Hortense et le père Claude lui firent conduite dans le courtil. À la barrière, il les arrêta : il embrassa sa mère, puis son père. Le vieux se tenait tête nue, tout cassé et, sans s’en apercevoir, il levait les mains vers les épaules de son fils. Celui-ci prit ces pauvres mains qui tremblaient et, doucement, les abaissa ; pour la première fois, une lueur d’attendrissement passa dans ses yeux, mais il se ressaisit vite, dressa la tête, les poings serrés.

— Il faut être fort ! dit-il ; soyez forts, quoi qu’il arrive ! Adieu ! je vous écrirai en arrivant là-bas.

Et il partit, sanglé dans son costume bleu, un peu plus droit que de coutume, faisant claquer ses talons sur la route sèche.

Il n’écrivit jamais.

Dix jours plus tard, exactement, le père Claude labourait pour les pommes de terre dans un champ du Paridier qui bordait la route de Sérigny. Derrière lui, Francine semait les tubercules dans le sillon. Elle se trouvait près de la route lorsque le facteur passa ; descendant de bicyclette, il lui tendit une lettre.
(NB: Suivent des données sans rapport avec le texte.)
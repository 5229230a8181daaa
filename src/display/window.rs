//! SDL2 host surface
//!
//! The framebuffer's memory layout already matches a streaming RGBA8888
//! texture (row 0 at the top, one `0xRRGGBBAA` word per pixel), so a frame
//! is a single texture update and copy. Only the events the framework has an
//! `InputEvent` for survive translation.

use sdl2::event::Event;
use sdl2::keyboard::Keycode;
use sdl2::mouse::MouseButton;
use sdl2::pixels::PixelFormatEnum;
use sdl2::render::{Canvas, Texture, TextureCreator};
use sdl2::video::{Window, WindowContext};
use sdl2::EventPump;

use super::PixelBuffer;
use crate::config::WindowConfig;
use crate::input::{InputEvent, Key, MouseButtonKind};

pub struct Display {
    canvas: Canvas<Window>,
    events: EventPump,
    size: (u32, u32),
}

/// Streaming texture sized to the framebuffer
pub struct RenderTarget<'a> {
    texture: Texture<'a>,
    size: (u32, u32),
}

impl Display {
    /// Open a centred window for `config`. The texture creator is handed
    /// back separately because render targets borrow it.
    pub fn open(
        config: &WindowConfig,
        vsync: bool,
    ) -> Result<(Self, TextureCreator<WindowContext>), String> {
        let sdl = sdl2::init()?;
        let window = sdl
            .video()?
            .window(&config.title, config.width, config.height)
            .position_centered()
            .build()
            .map_err(|e| e.to_string())?;

        let builder = window.into_canvas().accelerated();
        let builder = if vsync { builder.present_vsync() } else { builder };
        let canvas = builder.build().map_err(|e| e.to_string())?;

        let creator = canvas.texture_creator();
        let display = Self {
            canvas,
            events: sdl.event_pump()?,
            size: (config.width, config.height),
        };
        Ok((display, creator))
    }

    pub fn width(&self) -> u32 {
        self.size.0
    }

    pub fn height(&self) -> u32 {
        self.size.1
    }

    pub fn present(&mut self, target: &mut RenderTarget, buffer: &PixelBuffer) -> Result<(), String> {
        target.upload(buffer)?;
        self.canvas.copy(&target.texture, None, None)?;
        self.canvas.present();
        Ok(())
    }

    pub fn poll_events(&mut self) -> Vec<InputEvent> {
        self.events.poll_iter().filter_map(translate).collect()
    }
}

impl<'a> RenderTarget<'a> {
    pub fn with_size(
        creator: &'a TextureCreator<WindowContext>,
        width: u32,
        height: u32,
    ) -> Result<Self, String> {
        let texture = creator
            .create_texture_streaming(PixelFormatEnum::RGBA8888, width, height)
            .map_err(|e| e.to_string())?;
        Ok(Self {
            texture,
            size: (width, height),
        })
    }

    fn upload(&mut self, buffer: &PixelBuffer) -> Result<(), String> {
        let frame = (buffer.width(), buffer.height());
        if frame != self.size {
            return Err(format!(
                "framebuffer is {}x{}, render target is {}x{}",
                frame.0, frame.1, self.size.0, self.size.1
            ));
        }
        self.texture
            .update(None, buffer.as_bytes(), buffer.pitch())
            .map_err(|e| e.to_string())
    }
}

fn translate(event: Event) -> Option<InputEvent> {
    let event = match event {
        Event::Quit { .. } => InputEvent::Quit,
        Event::KeyDown {
            keycode: Some(code), ..
        } => InputEvent::KeyDown(key(code)?),
        Event::KeyUp {
            keycode: Some(code), ..
        } => InputEvent::KeyUp(key(code)?),
        Event::MouseMotion { x, y, .. } => InputEvent::MouseMove { x, y },
        Event::MouseButtonDown {
            x, y, mouse_btn, ..
        } => InputEvent::MouseDown {
            x,
            y,
            button: button(mouse_btn)?,
        },
        Event::MouseButtonUp {
            x, y, mouse_btn, ..
        } => InputEvent::MouseUp {
            x,
            y,
            button: button(mouse_btn)?,
        },
        _ => return None,
    };
    Some(event)
}

fn key(code: Keycode) -> Option<Key> {
    Some(match code {
        Keycode::W => Key::W,
        Keycode::A => Key::A,
        Keycode::S => Key::S,
        Keycode::D => Key::D,
        Keycode::P => Key::P,
        Keycode::Space => Key::Space,
        Keycode::Escape => Key::Escape,
        _ => return None,
    })
}

fn button(btn: MouseButton) -> Option<MouseButtonKind> {
    match btn {
        MouseButton::Left => Some(MouseButtonKind::Left),
        MouseButton::Right => Some(MouseButtonKind::Right),
        _ => None,
    }
}
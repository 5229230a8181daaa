//! Software rasterizer
//!
//! Fills affine-transformed boxes with a half-plane inside test, clears the
//! framebuffer and blits arena-backed bitmaps. Writes are opaque overwrites:
//! nothing here blends with what is already in the buffer.

use super::gamma::GammaTables;
use super::pixel_buffer::{pack_rgba, PixelBuffer};
use crate::math::{BBox2, Transform2, V2};
use crate::memory::Arena;
use crate::texture::Bitmap;

/// Linear-space color, every channel in [0, 1], alpha not premultiplied
#[derive(Debug, Clone, Copy, PartialEq)]
pub struct Color {
    pub r: f32,
    pub g: f32,
    pub b: f32,
    pub a: f32,
}

impl Color {
    pub const BLACK: Self = Self::rgba(0.0, 0.0, 0.0, 1.0);
    pub const WHITE: Self = Self::rgba(1.0, 1.0, 1.0, 1.0);
    pub const GREEN: Self = Self::rgba(0.0, 1.0, 0.0, 1.0);

    #[inline]
    pub const fn rgba(r: f32, g: f32, b: f32, a: f32) -> Self {
        Self { r, g, b, a }
    }
}

/// Linear [0, 1] channel to an 8-bit level, rounded
#[inline]
fn quantize(c: f32) -> u8 {
    (c.clamp(0.0, 1.0) * 255.0 + 0.5) as u8
}

/// Owns the conversion tables every draw call needs
pub struct Renderer {
    gamma: GammaTables,
}

impl Renderer {
    pub fn new() -> Self {
        Self {
            gamma: GammaTables::default(),
        }
    }

    #[inline]
    pub fn gamma(&self) -> &GammaTables {
        &self.gamma
    }

    /// Premultiply, gamma-encode and pack a linear color
    pub fn encode_color(&self, color: Color) -> u32 {
        let a = color.a.clamp(0.0, 1.0);
        pack_rgba(
            self.gamma.encode(quantize(color.r * a)),
            self.gamma.encode(quantize(color.g * a)),
            self.gamma.encode(quantize(color.b * a)),
            quantize(a),
        )
    }

    /// Fill the whole buffer with one color
    pub fn clear(&self, target: &mut PixelBuffer, color: Color) {
        target.clear(self.encode_color(color));
    }

    /// Fill `local_box` mapped through `transform` into pixel space.
    ///
    /// The box corners become a convex quad. Every integer pixel coordinate in
    /// the quad's clamped bounding rectangle `[floor(min), ceil(max))` is
    /// kept when it lies on the inner side of all four edges. No sub-pixel
    /// coverage, no anti-aliasing. Quads with zero or negative area
    /// (degenerate or mirroring transforms) draw nothing.
    pub fn draw_oriented_box(
        &self,
        target: &mut PixelBuffer,
        transform: &Transform2,
        local_box: &BBox2,
        color: Color,
    ) {
        let corners = local_box.corners().map(|c| transform.apply(c));

        let mut normals = [V2::ZERO; 4];
        for (i, normal) in normals.iter_mut().enumerate() {
            *normal = (corners[(i + 1) % 4] - corners[i]).perp();
        }

        let area = (corners[1] - corners[0]).cross(corners[2] - corners[1]);
        if !(area > 0.0) {
            return;
        }

        let (lo, hi) = corners
            .iter()
            .fold((corners[0], corners[0]), |(lo, hi), &c| (lo.min(c), hi.max(c)));

        let min_x = (lo.x.floor() as i32).max(0);
        let min_y = (lo.y.floor() as i32).max(0);
        let max_x = (hi.x.ceil() as i32).min(target.width() as i32);
        let max_y = (hi.y.ceil() as i32).min(target.height() as i32);
        if min_x >= max_x || min_y >= max_y {
            return;
        }

        let pixel = self.encode_color(color);
        for y in min_y..max_y {
            let span = target.span_mut(y as u32, min_x as u32, max_x as u32);
            for (x, dst) in (min_x..max_x).zip(span.iter_mut()) {
                let p = V2::new(x as f32, y as f32);
                let inside = corners
                    .iter()
                    .zip(normals.iter())
                    .all(|(&corner, &normal)| (p - corner).dot(normal) >= 0.0);
                if inside {
                    *dst = pixel;
                }
            }
        }
    }

    /// Copy a bitmap into the top-left corner of `target`, unscaled.
    ///
    /// Rows or columns that fall outside the target are dropped. A bitmap
    /// whose storage no longer resolves in `arena` is skipped.
    pub fn draw_bitmap(&self, target: &mut PixelBuffer, bitmap: &Bitmap, arena: &Arena) {
        let Some(src) = arena.get(bitmap.pixels()) else {
            return;
        };

        let src_w = bitmap.width() as usize;
        let copy_w = src_w.min(target.width() as usize);
        let copy_h = bitmap.height().min(target.height());

        for row in 0..copy_h {
            let start = row as usize * src_w;
            target.memory_row_mut(row)[..copy_w].copy_from_slice(&src[start..start + copy_w]);
        }
    }
}

impl Default for Renderer {
    fn default() -> Self {
        Self::new()
    }
}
— Pour M. Misanger ! dit-il.

Francine prit la lettre, courut derrière la charrue. Le père Claude arrêta les bœufs et se retourna.

— Voici ce que vous attendiez, dit-elle.

La figure du vieux s’éclaira.

— C’est de Constant ? demanda-t-il.

— Je le crois ! répondit-elle, après avoir regardé les cachets.